Namun, Ady juga mengingatkan adanya kemungkinan agenda tersembunyi dari pihak luar. Menurutnya, negara-negara Timur Tengah sering menjalankan politik praktis melalui negara lain demi menghindari konflik langsung dengan Amerika Serikat atau Israel.
“Bisa saja ini permainan politik negara Timur Tengah. Mereka membiayai program kemanusiaan di negara lain agar tidak membawa nama mereka, ditengah kondisi geopolitik bergejolak didalamnya,” ujar dia.
Ady bahkan menyinggung kemungkinan keterlibatan Israel dan Amerika Serikat. Ia menilai, bukan tidak mungkin rencana relokasi ini terkait strategi Israel untuk mengosongkan Gaza, yang juga didukung oleh Presiden AS Donald Trump.
“Ini masalah kompleks, banyak pemain. Bisa agenda Israel, agenda negara Timur Tengah, atau memang murni Prabowo. Tapi saya pikir kecil kemungkinan ini murni dari Prabowo, karena enggak ada urgensinya kebijakan ini,” ujarnya.
Ia juga menyoroti proses pengambilan kebijakan luar negeri yang terkesan sentralistis di tangan presiden. Menurut Ady, idealnya kebijakan luar negeri berawal dari kajian dan koordinasi Kementerian Luar Negeri bersama kementerian teknis terkait, sebelum diambil keputusan di tingkat presiden.
“Kalau semua langsung diputuskan presiden tanpa proses komprehensif, kebijakan berisiko tidak berjalan atau dibatalkan di tengah jalan akan semakin sering terjadi,” ujar dia.
Ady menilai publik berhak mempertanyakan asas manfaat dari rencana tersebut, mengingat jarak yang jauh antara Gaza dan Pulau Galang, serta misi yang belum sepenuhnya jelas, apakah murni untuk kemanusiaan, perdamaian, atau agenda politik tertentu.
"Jangan sampai kebijakan-kebijakan seperti ini asal-asalan," kata dia.

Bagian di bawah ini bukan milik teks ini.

pub mod encoder;
pub mod queue;
pub mod storage;
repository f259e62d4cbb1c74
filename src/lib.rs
pub mod app;
pub mod common;
pub mod config;
pub mod infrastructure;
pub mod modules;
pub mod routes;
pub mod state;
pub mod workers;
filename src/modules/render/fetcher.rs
use std::io;
use std::path::{Path, PathBuf};
use std::sync::Arc;
use std::time::Duration;

use tempfile::TempDir;
use tokio::fs::File;
use tokio::io::AsyncWriteExt;
use tracing::{debug, info, warn};

use super::error::FetchError;
use super::model::ObjectRef;
use crate::infrastructure::storage::{ObjectStore, StorageError};

/// Per-job scratch directory. Everything in it is removed when the workspace
/// is closed or dropped, whatever the job outcome.
#[derive(Debug)]
pub struct JobWorkspace {
    dir: TempDir,
}

impl JobWorkspace {
    pub fn create(root: &Path, content_id: &str) -> io::Result<Self> {
        std::fs::create_dir_all(root)?;
        let dir = tempfile::Builder::new()
            .prefix(&format!("render-{}-", sanitize(content_id)))
            .tempdir_in(root)?;
        Ok(Self { dir })
    }

    pub fn path(&self) -> &Path {
        self.dir.path()
    }

    /// Local copy of the job's source object.
    pub fn source_path(&self, source: &ObjectRef) -> PathBuf {
        self.path().join(format!("src-{}", sanitize(source.file_name())))
    }

    /// Intermediate file for an operation that encodes locally before upload.
    pub fn scratch_path(&self, destination: &ObjectRef) -> PathBuf {
        self.path().join(sanitize(destination.file_name()))
    }

    pub fn close(self) -> io::Result<()> {
        self.dir.close()
    }
}

fn sanitize(name: &str) -> String {
    let cleaned: String = name
        .chars()
        .map(|c| match c {
            'a'..='z' | 'A'..='Z' | '0'..='9' | '.' | '-' | '_' => c,
            _ => '_',
        })
        .collect();
    match cleaned.trim_start_matches('.') {
        "" => "object".to_string(),
        rest => rest.to_string(),
    }
}

/// Downloads source objects into a job workspace.
#[derive(Clone)]
pub struct SourceFetcher {
    storage: Arc<dyn ObjectStore>,
    timeout: Duration,
}

impl SourceFetcher {
    pub fn new(storage: Arc<dyn ObjectStore>, timeout: Duration) -> Self {
        Self { storage, timeout }
    }

    pub async fn fetch(
        &self,
        source: &ObjectRef,
        workspace: &JobWorkspace,
    ) -> Result<PathBuf, FetchError> {
        let local = workspace.source_path(source);

        let outcome = tokio::time::timeout(self.timeout, self.download(source, &local)).await;
        let result = match outcome {
            Ok(result) => result,
            Err(_) => Err(FetchError::timeout(source, self.timeout.as_secs())),
        };

        match result {
            Ok(size) => {
                info!(bucket = %source.bucket, path = %source.path, size, "Fetched source");
                Ok(local)
            }
            Err(e) => {
                warn!(bucket = %source.bucket, path = %source.path, error = %e, "Fetch failed");
                let _ = tokio::fs::remove_file(&local).await;
                Err(e)
            }
        }
    }

    async fn download(&self, source: &ObjectRef, local: &Path) -> Result<u64, FetchError> {
        let mut reader = self.storage.open_read(source).await.map_err(|e| match e {
            StorageError::NotFound { .. } => FetchError::not_found(source),
            other => FetchError::interrupted(source, other),
        })?;

        let mut file = File::create(local).await.map_err(FetchError::Workspace)?;
        debug!(local = %local.display(), "Downloading source");

        let size = tokio::io::copy(&mut reader, &mut file)
            .await
            .map_err(|e| FetchError::interrupted(source, e))?;
        file.flush().await.map_err(FetchError::Workspace)?;

        Ok(size)
    }
}
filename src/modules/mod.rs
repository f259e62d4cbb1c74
pub mod dispatch;
pub mod render;
use async_trait::async_trait;

#[cfg(test)]
pub mod memory;
pub mod rabbitmq;

/// Sends a payload to a named queue.
#[async_trait]
pub trait MessagePublisher: Send + Sync {
    async fn publish(&self, queue: &str, payload: &[u8]) -> anyhow::Result<()>;
}

/// Acknowledges one inbound delivery.
#[async_trait]
pub trait Acknowledge: Send + Sync {
    async fn ack(&self) -> anyhow::Result<()>;
}
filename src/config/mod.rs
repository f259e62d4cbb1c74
pub mod env;
pub mod settings;
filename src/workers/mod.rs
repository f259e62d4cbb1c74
pub mod render;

Sebelumnya, di hadapan menteri Kabinet Merah Putih, Presiden Prabowo Subianto menyampaikan keinginannya menjadikan Pulau Galang sebagai lokasi layanan medis bagi sekitar 2.000 warga Gaza, Palestina. Kepala Kantor Komunikasi Kepresidenan Hasan Nasbi menjelaskan, Pulau Galang dipilih Prabowo lantaran dinilai telah memiliki infrastruktur dan pendukung medis yang memadai. Sebab, wilayah ini pernah difungsikan untuk perawatan pasien Covid-19 beberapa tahun lalu.